▶ What this task involves
Look for "HashMap" in the material below and show each line that contains it.

+ + + + + + +

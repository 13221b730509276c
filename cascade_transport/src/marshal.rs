//! Data-object marshaling.
//!
//! A transporter converts between a data object's value and an external
//! representation ([`Repr`]). The typed contract is [`TypeTransporter`];
//! [`ErasedTransporter`] is the same contract over `dyn Any` objects, for
//! transports that only know a type by name. Narrowing to the wrong value
//! type fails cleanly and is logged; it never panics.

use crate::error::{TransportError, TransportResult};
use cascade_kernel::data_object::{DataObject, DataSlots, KernelTypes};
use serde::Serialize;
use serde::de::DeserializeOwned;
use std::any::{Any, type_name};
use std::collections::HashMap;
use std::marker::PhantomData;
use std::sync::Arc;
use tracing::{debug, error};

/// External representation of a value.
pub type Repr = serde_json::Value;

// ─── Typed Contract ─────────────────────────────────────────────────

pub trait TypeTransporter<T: Copy>: Send + Sync {
    /// Representation of the current value of `source`.
    fn create_repr(&self, source: &DataObject<T>) -> TransportResult<Repr>;

    /// Standalone value decoded from `repr`.
    fn create_value(&self, repr: &Repr) -> TransportResult<T>;

    /// Decode `repr` and publish it into `target`.
    ///
    /// `false` if `repr` does not decode or a write was already in flight;
    /// `target` is untouched in both cases.
    fn update_from_repr(&self, repr: &Repr, target: &DataObject<T>) -> bool {
        match self.create_value(repr) {
            Ok(value) => target.set(value),
            Err(e) => {
                debug!(target_object = target.name(), error = %e, "representation rejected");
                false
            }
        }
    }
}

/// Reference transporter: values as JSON through serde.
pub struct JsonTransporter<T> {
    _marker: PhantomData<fn() -> T>,
}

impl<T> JsonTransporter<T> {
    pub const fn new() -> Self {
        Self {
            _marker: PhantomData,
        }
    }
}

impl<T> Default for JsonTransporter<T> {
    fn default() -> Self {
        Self::new()
    }
}

impl<T> core::fmt::Debug for JsonTransporter<T> {
    fn fmt(&self, f: &mut core::fmt::Formatter<'_>) -> core::fmt::Result {
        write!(f, "JsonTransporter<{}>", type_name::<T>())
    }
}

impl<T> TypeTransporter<T> for JsonTransporter<T>
where
    T: Copy + Serialize + DeserializeOwned,
{
    fn create_repr(&self, source: &DataObject<T>) -> TransportResult<Repr> {
        Ok(serde_json::to_value(source.get())?)
    }

    fn create_value(&self, repr: &Repr) -> TransportResult<T> {
        Ok(serde_json::from_value(repr.clone())?)
    }
}

// ─── Type-Erased Contract ───────────────────────────────────────────

/// [`TypeTransporter`] over untyped objects.
///
/// Sources and targets may be a `DataObject<T>` or an `Arc<DataObject<T>>`.
pub trait ErasedTransporter: Send + Sync {
    /// Name of the value type this transporter handles.
    fn type_name(&self) -> &'static str;

    fn create_repr(&self, source: &dyn Any) -> TransportResult<Repr>;

    /// `false` on a type mismatch, an undecodable `repr` or a concurrent
    /// write.
    fn update_from_repr(&self, repr: &Repr, target: &dyn Any) -> bool;
}

fn narrow<T: 'static>(object: &dyn Any) -> Option<&DataObject<T>> {
    object
        .downcast_ref::<DataObject<T>>()
        .or_else(|| object.downcast_ref::<Arc<DataObject<T>>>().map(|a| &**a))
}

impl<T> ErasedTransporter for JsonTransporter<T>
where
    T: Copy + Serialize + DeserializeOwned + 'static,
{
    fn type_name(&self) -> &'static str {
        type_name::<T>()
    }

    fn create_repr(&self, source: &dyn Any) -> TransportResult<Repr> {
        match narrow::<T>(source) {
            Some(object) => TypeTransporter::create_repr(self, object),
            None => {
                error!(expected = type_name::<T>(), "failed to narrow source data object");
                Err(TransportError::TypeMismatch {
                    expected: type_name::<T>(),
                })
            }
        }
    }

    fn update_from_repr(&self, repr: &Repr, target: &dyn Any) -> bool {
        match narrow::<T>(target) {
            Some(object) => TypeTransporter::update_from_repr(self, repr, object),
            None => {
                error!(expected = type_name::<T>(), "failed to narrow target data object");
                false
            }
        }
    }
}

// ─── Registry ───────────────────────────────────────────────────────

/// Transporters keyed by value type name.
#[derive(Default)]
pub struct TransporterRegistry {
    transporters: HashMap<&'static str, Box<dyn ErasedTransporter>>,
}

impl TransporterRegistry {
    pub fn new() -> Self {
        Self::default()
    }

    /// Registry preloaded with JSON transporters for the five value types
    /// of `K`.
    pub fn for_kernel<K>() -> Self
    where
        K: KernelTypes,
        K::Command: Serialize + DeserializeOwned,
        K::SetPoint: Serialize + DeserializeOwned,
        K::Input: Serialize + DeserializeOwned,
        K::Model: Serialize + DeserializeOwned,
        K::Output: Serialize + DeserializeOwned,
    {
        let mut registry = Self::new();
        registry.register_json::<K::Command>();
        registry.register_json::<K::SetPoint>();
        registry.register_json::<K::Input>();
        registry.register_json::<K::Model>();
        registry.register_json::<K::Output>();
        registry
    }

    /// Register `transporter` under its type name. `false` if one is
    /// already registered for that type.
    pub fn insert(&mut self, transporter: Box<dyn ErasedTransporter>) -> bool {
        let name = transporter.type_name();
        if self.transporters.contains_key(name) {
            return false;
        }
        self.transporters.insert(name, transporter);
        true
    }

    pub fn register_json<T>(&mut self) -> bool
    where
        T: Copy + Serialize + DeserializeOwned + Send + Sync + 'static,
    {
        self.insert(Box::new(JsonTransporter::<T>::new()))
    }

    pub fn get(&self, type_name: &str) -> Option<&dyn ErasedTransporter> {
        self.transporters.get(type_name).map(|t| &**t)
    }

    pub fn get_for<T: 'static>(&self) -> Option<&dyn ErasedTransporter> {
        self.get(type_name::<T>())
    }

    /// Marshal `source` with the transporter registered as `type_name`.
    pub fn create_repr(&self, type_name: &str, source: &dyn Any) -> TransportResult<Repr> {
        self.get(type_name)
            .ok_or_else(|| TransportError::UnknownType(type_name.to_string()))?
            .create_repr(source)
    }

    /// Update `target` with the transporter registered as `type_name`.
    pub fn update_from_repr(&self, type_name: &str, repr: &Repr, target: &dyn Any) -> bool {
        match self.get(type_name) {
            Some(transporter) => transporter.update_from_repr(repr, target),
            None => {
                error!(type_name, "no transporter registered");
                false
            }
        }
    }

    pub fn len(&self) -> usize {
        self.transporters.len()
    }

    pub fn is_empty(&self) -> bool {
        self.transporters.is_empty()
    }

    pub fn type_names(&self) -> impl Iterator<Item = &'static str> + '_ {
        self.transporters.keys().copied()
    }
}

// ─── Snapshots ──────────────────────────────────────────────────────

/// Current values of all five data objects, keyed by object name.
pub fn snapshot<K>(slots: &DataSlots<K>) -> TransportResult<serde_json::Map<String, Repr>>
where
    K: KernelTypes,
    K::Command: Serialize,
    K::SetPoint: Serialize,
    K::Input: Serialize,
    K::Model: Serialize,
    K::Output: Serialize,
{
    fn entry<T: Copy + Serialize>(
        map: &mut serde_json::Map<String, Repr>,
        object: &DataObject<T>,
    ) -> TransportResult<()> {
        map.insert(object.name().to_string(), serde_json::to_value(object.get())?);
        Ok(())
    }

    let mut map = serde_json::Map::new();
    entry(&mut map, &slots.commands)?;
    entry(&mut map, &slots.setpoints)?;
    entry(&mut map, &slots.inputs)?;
    entry(&mut map, &slots.models)?;
    entry(&mut map, &slots.outputs)?;
    Ok(map)
}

+ + + + + + +

▶ Written answer
use std::collections::HashMap;
    transporters: HashMap<&'static str, Box<dyn ErasedTransporter>>,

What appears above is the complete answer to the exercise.